Statistics

Introduction

This is majorl ## Standard Definitions

Expected Value \(\mathbb{E}[X]\) is given by

\[\mathbb{E}[X] = \int_{-\infty}^{\infty}x f(x) dx\] Variance\(Var(X)\) is given by

\[Var(X) = \mathbb{E}(X^2) - \mathbb{E}{{(X)}^2}\] \[Var(X) = \int_{-\infty}^{\infty}(x-\mathbb{E}[X])^2 f_X(x) dx\] Higher Moments \(\mathbb{E}(X^n)\) is given by

\[\mathbb{E}(X^n) = \int_{-\infty}^{\infty}x^n f_X(x) dx \] Characteristic function(CHF) \(\phi_X(u)\) for \(u \in \mathbb{R}\) is given by

\[\phi_X(u) = \mathbb{E}[e^{iuX}] = \int_{-\infty}^{\infty}e^{iuX}f(x)dx \]

Moment generating function\(\mathcal{M}_X(u)\) is given by \[\mathcal{M}_X(u) = \phi_X(-iu)= \mathbb{E}[e^{uX}] = \int_{-\infty}^{\infty}e^{ux}f(x)dx \] Cumulant characteristic function \(\zeta_X(u)\) is given by \[\zeta_X(u) = log\mathbb{E}[e^{iux}] = log\phi_X(u)\]

Central moments$ _l$ is given by \(\mathbb{E}[(X-\mu)^l]\)

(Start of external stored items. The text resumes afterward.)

//! Credential lifecycle tests against an in-memory SQLite database:
//! uniqueness across users, the last-credential floor, and atomic login
//! recording.

use civitas_auth::db::{credentials, users};
use civitas_auth::error::AppError;
use civitas_auth::webauthn::error::CeremonyError;
use civitas_auth::webauthn::types::{base64url_encode, AuthenticatorTransport, VerifiedCredential};
use sqlx::sqlite::SqlitePoolOptions;
use sqlx::SqlitePool;

async fn test_pool() -> SqlitePool {
    let pool = SqlitePoolOptions::new()
        .max_connections(1)
        .connect("sqlite::memory:")
        .await
        .unwrap();
    sqlx::migrate!("./migrations").run(&pool).await.unwrap();
    pool
}

fn sample_credential(id_byte: u8) -> VerifiedCredential {
    VerifiedCredential {
        credential_id: vec![id_byte; 16],
        public_key: vec![0xA5, 0x01, 0x02],
        counter: 0,
        transports: vec![AuthenticatorTransport::Internal],
    }
}

#[tokio::test]
async fn credential_ids_are_unique_across_users() {
    let pool = test_pool().await;
    let alice = users::create_user(&pool, "alice@x.com", "Alice").await.unwrap();
    let bob = users::create_user(&pool, "bob@x.com", "Bob").await.unwrap();

    let credential = sample_credential(1);
    let stored = credentials::insert_credential(&pool, &alice.id, &credential)
        .await
        .unwrap();

    // Bob presenting the same credential ID is rejected.
    let err = credentials::insert_credential(&pool, &bob.id, &credential)
        .await
        .unwrap_err();
    assert!(matches!(
        err,
        AppError::Ceremony(CeremonyError::CredentialAlreadyRegistered)
    ));

    // Alice's original row is untouched.
    let rows = credentials::find_by_user_id(&pool, &alice.id).await.unwrap();
    assert_eq!(rows.len(), 1);
    assert_eq!(rows[0].id, stored.id);
    assert_eq!(rows[0].user_id, alice.id);
    assert!(credentials::find_by_user_id(&pool, &bob.id)
        .await
        .unwrap()
        .is_empty());
}

#[tokio::test]
async fn re_registering_the_same_authenticator_is_rejected() {
    let pool = test_pool().await;
    let user = users::create_user(&pool, "a@x.com", "A").await.unwrap();

    let credential = sample_credential(2);
    credentials::insert_credential(&pool, &user.id, &credential)
        .await
        .unwrap();

    let err = credentials::insert_credential(&pool, &user.id, &credential)
        .await
        .unwrap_err();
    assert!(matches!(
        err,
        AppError::Ceremony(CeremonyError::CredentialAlreadyRegistered)
    ));
}

#[tokio::test]
async fn last_credential_cannot_be_deleted() {
    let pool = test_pool().await;
    let user = users::create_user(&pool, "a@x.com", "A").await.unwrap();

    let only = credentials::insert_credential(&pool, &user.id, &sample_credential(3))
        .await
        .unwrap();

    let err = credentials::delete_credential(&pool, &user.id, &only.id)
        .await
        .unwrap_err();
    assert!(matches!(
        err,
        AppError::Ceremony(CeremonyError::CannotRemoveLastCredential)
    ));

    // Still there.
    assert_eq!(credentials::count_by_user(&pool, &user.id).await.unwrap(), 1);
}

#[tokio::test]
async fn deleting_one_of_two_credentials_succeeds() {
    let pool = test_pool().await;
    let user = users::create_user(&pool, "a@x.com", "A").await.unwrap();

    let first = credentials::insert_credential(&pool, &user.id, &sample_credential(4))
        .await
        .unwrap();
    let second = credentials::insert_credential(&pool, &user.id, &sample_credential(5))
        .await
        .unwrap();

    credentials::delete_credential(&pool, &user.id, &first.id)
        .await
        .unwrap();

    let remaining = credentials::find_by_user_id(&pool, &user.id).await.unwrap();
    assert_eq!(remaining.len(), 1);
    assert_eq!(remaining[0].id, second.id);
}

#[tokio::test]
async fn presenting_another_users_credential_is_an_identity_mismatch() {
    let pool = test_pool().await;
    let alice = users::create_user(&pool, "alice@x.com", "Alice").await.unwrap();
    let bob = users::create_user(&pool, "bob@x.com", "Bob").await.unwrap();

    let stored = credentials::insert_credential(&pool, &alice.id, &sample_credential(20))
        .await
        .unwrap();

    // Bob claims Alice's credential: rejected before any verification or
    // counter update happens.
    let err = credentials::find_owned_credential(&pool, &bob.id, &stored.id)
        .await
        .unwrap_err();
    assert!(matches!(
        err,
        AppError::Ceremony(CeremonyError::UserIdentityMismatch)
    ));

    // The owner resolves it fine, and the stored counter is untouched.
    let resolved = credentials::find_owned_credential(&pool, &alice.id, &stored.id)
        .await
        .unwrap();
    assert_eq!(resolved.counter, 0);
    assert!(resolved.last_used_at.is_none());
}

#[tokio::test]
async fn presenting_an_unregistered_credential_is_unknown() {
    let pool = test_pool().await;
    let user = users::create_user(&pool, "a@x.com", "A").await.unwrap();

    let missing = base64url_encode(&[0xEE; 16]);
    let err = credentials::find_owned_credential(&pool, &user.id, &missing)
        .await
        .unwrap_err();
    assert!(matches!(
        err,
        AppError::Ceremony(CeremonyError::UnknownCredential)
    ));
}

#[tokio::test]
async fn deleting_a_nonexistent_credential_is_unknown_even_with_one_left() {
    let pool = test_pool().await;
    let user = users::create_user(&pool, "a@x.com", "A").await.unwrap();

    credentials::insert_credential(&pool, &user.id, &sample_credential(21))
        .await
        .unwrap();

    // The id is bad, not the count: the error must say so.
    let missing = base64url_encode(&[0xDD; 16]);
    let err = credentials::delete_credential(&pool, &user.id, &missing)
        .await
        .unwrap_err();
    assert!(matches!(
        err,
        AppError::Ceremony(CeremonyError::UnknownCredential)
    ));
    assert_eq!(credentials::count_by_user(&pool, &user.id).await.unwrap(), 1);
}

#[tokio::test]
async fn deleting_another_users_credential_fails() {
    let pool = test_pool().await;
    let alice = users::create_user(&pool, "alice@x.com", "Alice").await.unwrap();
    let bob = users::create_user(&pool, "bob@x.com", "Bob").await.unwrap();

    credentials::insert_credential(&pool, &alice.id, &sample_credential(6))
        .await
        .unwrap();
    let target = credentials::insert_credential(&pool, &alice.id, &sample_credential(7))
        .await
        .unwrap();
    // Bob holds two of his own so the count check passes.
    credentials::insert_credential(&pool, &bob.id, &sample_credential(8))
        .await
        .unwrap();
    credentials::insert_credential(&pool, &bob.id, &sample_credential(9))
        .await
        .unwrap();

    let err = credentials::delete_credential(&pool, &bob.id, &target.id)
        .await
        .unwrap_err();
    assert!(matches!(
        err,
        AppError::Ceremony(CeremonyError::UnknownCredential)
    ));
    assert_eq!(credentials::count_by_user(&pool, &alice.id).await.unwrap(), 2);
}

#[tokio::test]
async fn record_login_updates_counter_and_last_used_together() {
    let pool = test_pool().await;
    let user = users::create_user(&pool, "a@x.com", "A").await.unwrap();

    let stored = credentials::insert_credential(&pool, &user.id, &sample_credential(10))
        .await
        .unwrap();
    assert_eq!(stored.counter, 0);
    assert!(stored.last_used_at.is_none());

    credentials::record_login(&pool, &stored.id, 7).await.unwrap();

    let after = credentials::find_by_credential_id(&pool, &stored.id)
        .await
        .unwrap()
        .unwrap();
    assert_eq!(after.counter, 7);
    assert!(after.last_used_at.is_some());
}

#[tokio::test]
async fn record_login_on_unknown_credential_fails() {
    let pool = test_pool().await;

    let missing = base64url_encode(&[0xFF; 16]);
    let err = credentials::record_login(&pool, &missing, 1).await.unwrap_err();
    assert!(matches!(
        err,
        AppError::Ceremony(CeremonyError::UnknownCredential)
    ));
}

#[tokio::test]
async fn transports_round_trip_through_storage() {
    let pool = test_pool().await;
    let user = users::create_user(&pool, "a@x.com", "A").await.unwrap();

    let stored = credentials::insert_credential(&pool, &user.id, &sample_credential(11))
        .await
        .unwrap();
    assert_eq!(
        credentials::decode_transports(stored.transports.as_deref()),
        vec![AuthenticatorTransport::Internal]
    );

    // Corrupt stored values degrade to an empty list.
    assert!(credentials::decode_transports(Some("not-json")).is_empty());
    assert!(credentials::decode_transports(None).is_empty());
}
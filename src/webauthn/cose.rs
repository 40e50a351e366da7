//! # COSE Public Keys
//!
//! Credential public keys arrive embedded in authenticator data as
//! CBOR-encoded COSE_Key maps with integer labels:
//!
//! ```text
//! 1 (kty): 2 = EC2, 1 = OKP
//! 3 (alg): -7 = ES256, -8 = EdDSA
//! -1 (crv): 1 = P-256, 6 = Ed25519
//! -2 (x), -3 (y): coordinate byte strings
//! ```
//!
//! Parsing validates the key material eagerly (an invalid curve point is
//! rejected at registration, not discovered at login) and re-serializes the
//! key into a canonical minimal map for storage, so the stored blob is
//! independent of whatever extra fields or ordering the authenticator used.

use ciborium::value::Value;

use crate::webauthn::error::{CeremonyError, CeremonyResult};

/// COSE algorithm identifiers accepted during registration.
pub const ALG_ES256: i64 = -7;
pub const ALG_EDDSA: i64 = -8;

const KTY_OKP: i128 = 1;
const KTY_EC2: i128 = 2;
const CRV_P256: i128 = 1;
const CRV_ED25519: i128 = 6;

/// A validated credential public key.
#[derive(Debug, Clone)]
pub enum CosePublicKey {
    Es256(p256::ecdsa::VerifyingKey),
    Ed25519(ed25519_dalek::VerifyingKey),
}

impl CosePublicKey {
    /// Parse one COSE_Key item from the front of `bytes`.
    ///
    /// Trailing bytes (authenticator extensions following the key) are
    /// ignored; CBOR items are self-delimiting.
    pub fn parse(bytes: &[u8]) -> CeremonyResult<Self> {
        let value: Value = ciborium::de::from_reader(bytes)
            .map_err(|e| CeremonyError::AttestationInvalid(format!("COSE key CBOR: {e}")))?;
        let entries = value.as_map().ok_or_else(|| {
            CeremonyError::AttestationInvalid("COSE key is not a CBOR map".into())
        })?;

        let kty = label_int(entries, 1)
            .ok_or_else(|| CeremonyError::AttestationInvalid("COSE key missing kty".into()))?;
        let alg = label_int(entries, 3)
            .ok_or_else(|| CeremonyError::AttestationInvalid("COSE key missing alg".into()))?;
        let crv = label_int(entries, -1)
            .ok_or_else(|| CeremonyError::AttestationInvalid("COSE key missing crv".into()))?;

        match (kty, alg) {
            (KTY_EC2, a) if a == ALG_ES256 as i128 => {
                if crv != CRV_P256 {
                    return Err(CeremonyError::AttestationInvalid(format!(
                        "ES256 key on unexpected curve {crv}"
                    )));
                }
                let x = label_bytes(entries, -2, 32)?;
                let y = label_bytes(entries, -3, 32)?;
                let point = p256::EncodedPoint::from_affine_coordinates(
                    p256::FieldBytes::from_slice(&x),
                    p256::FieldBytes::from_slice(&y),
                    false,
                );
                let key = p256::ecdsa::VerifyingKey::from_encoded_point(&point).map_err(|_| {
                    CeremonyError::AttestationInvalid("x/y is not a valid P-256 point".into())
                })?;
                Ok(CosePublicKey::Es256(key))
            }
            (KTY_OKP, a) if a == ALG_EDDSA as i128 => {
                if crv != CRV_ED25519 {
                    return Err(CeremonyError::AttestationInvalid(format!(
                        "EdDSA key on unexpected curve {crv}"
                    )));
                }
                let x = label_bytes(entries, -2, 32)?;
                let mut raw = [0u8; 32];
                raw.copy_from_slice(&x);
                let key = ed25519_dalek::VerifyingKey::from_bytes(&raw).map_err(|_| {
                    CeremonyError::AttestationInvalid("invalid Ed25519 public key".into())
                })?;
                Ok(CosePublicKey::Ed25519(key))
            }
            _ => Err(CeremonyError::AttestationInvalid(format!(
                "unsupported COSE key (kty {kty}, alg {alg})"
            ))),
        }
    }

    /// COSE algorithm identifier of this key.
    pub fn algorithm(&self) -> i64 {
        match self {
            CosePublicKey::Es256(_) => ALG_ES256,
            CosePublicKey::Ed25519(_) => ALG_EDDSA,
        }
    }

    /// Canonical minimal COSE_Key encoding, used as the stored blob.
    pub fn to_cose_bytes(&self) -> CeremonyResult<Vec<u8>> {
        let value = match self {
            CosePublicKey::Es256(key) => {
                let point = key.to_encoded_point(false);
                let x = point.x().map(|b| b.to_vec()).unwrap_or_default();
                let y = point.y().map(|b| b.to_vec()).unwrap_or_default();
                Value::Map(vec![
                    (Value::from(1), Value::from(2)),
                    (Value::from(3), Value::from(ALG_ES256)),
                    (Value::from(-1), Value::from(1)),
                    (Value::from(-2), Value::Bytes(x)),
                    (Value::from(-3), Value::Bytes(y)),
                ])
            }
            CosePublicKey::Ed25519(key) => Value::Map(vec![
                (Value::from(1), Value::from(1)),
                (Value::from(3), Value::from(ALG_EDDSA)),
                (Value::from(-1), Value::from(6)),
                (Value::from(-2), Value::Bytes(key.to_bytes().to_vec())),
            ]),
        };

        let mut buf = Vec::new();
        ciborium::ser::into_writer(&value, &mut buf)
            .map_err(|e| CeremonyError::AttestationInvalid(format!("COSE key encode: {e}")))?;
        Ok(buf)
    }

    /// Verify `signature` over `message`.
    ///
    /// ES256 signatures arrive ASN.1/DER-encoded; Ed25519 signatures are
    /// the raw 64-byte form.
    pub fn verify(&self, message: &[u8], signature: &[u8]) -> CeremonyResult<()> {
        match self {
            CosePublicKey::Es256(key) => {
                use p256::ecdsa::signature::Verifier;
                let sig = p256::ecdsa::Signature::from_der(signature)
                    .map_err(|_| CeremonyError::SignatureInvalid)?;
                key.verify(message, &sig)
                    .map_err(|_| CeremonyError::SignatureInvalid)
            }
            CosePublicKey::Ed25519(key) => {
                use ed25519_dalek::Verifier;
                let sig = ed25519_dalek::Signature::from_slice(signature)
                    .map_err(|_| CeremonyError::SignatureInvalid)?;
                key.verify(message, &sig)
                    .map_err(|_| CeremonyError::SignatureInvalid)
            }
        }
    }
}

fn label_int(entries: &[(Value, Value)], label: i128) -> Option<i128> {
    lookup(entries, label).and_then(|v| match v {
        Value::Integer(i) => Some(i128::from(*i)),
        _ => None,
    })
}

fn label_bytes(entries: &[(Value, Value)], label: i128, len: usize) -> CeremonyResult<Vec<u8>> {
    match lookup(entries, label) {
        Some(Value::Bytes(b)) if b.len() == len => Ok(b.clone()),
        Some(Value::Bytes(b)) => Err(CeremonyError::AttestationInvalid(format!(
            "COSE coordinate {label} has length {}, expected {len}",
            b.len()
        ))),
        _ => Err(CeremonyError::AttestationInvalid(format!(
            "COSE key missing byte-string label {label}"
        ))),
    }
}

fn lookup<'a>(entries: &'a [(Value, Value)], label: i128) -> Option<&'a Value> {
    entries.iter().find_map(|(k, v)| match k {
        Value::Integer(i) if i128::from(*i) == label => Some(v),
        _ => None,
    })
}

Skewness \(S(x)\) and Kurtosis \(K(x)\) are the normalised \(3^{rd}\) and \(4^{th}\) central moments of a distribution respectively. The normalization factors are \(\sigma^3\) and \(\sigma^4\) respectively where \(\sigma\) is the standard deviation of X.

The quantity \(K(x) - 3\) is called the excess kurtosis since \(K(x) = 3\) is the kurtosis for a normal distribution.

Let \(\{x_1,x_2,x_3 ....x_T\}\) be a random sample of X with T observations

Sample Mean\(\hat\mu_x\) is given by \[\frac{\sum_{t=1}^Tx_t}{T}\] Sample Variance\(\hat\sigma_x\) is given by \[\frac{\sum_{t=1}^T(x_t - \hat\mu_x)^2}{T-1}\] Sample Skewness\(\hat S_x\) is given by \[\frac{\sum_{t=1}^T(x_t - \hat\mu_x)^3}{(T-1)\hat\sigma_x^3}\] Sample Kurtosis\(\hat K_x\) is given by \[\frac{\sum_{t=1}^T(x_t - \hat\mu_x)^4}{(T-1)\hat\sigma_x^4}\]

Univaiate Distributions

Normal Distribution

A random variable \(X\) is said to be normally distrbuted if it has a probability density function as follows

\[f_X(x) = \frac{1}{\sigma\sqrt{2\pi}}e^{-{\frac{1}{2}}(\frac{x-\mu}{\sigma})^2}\]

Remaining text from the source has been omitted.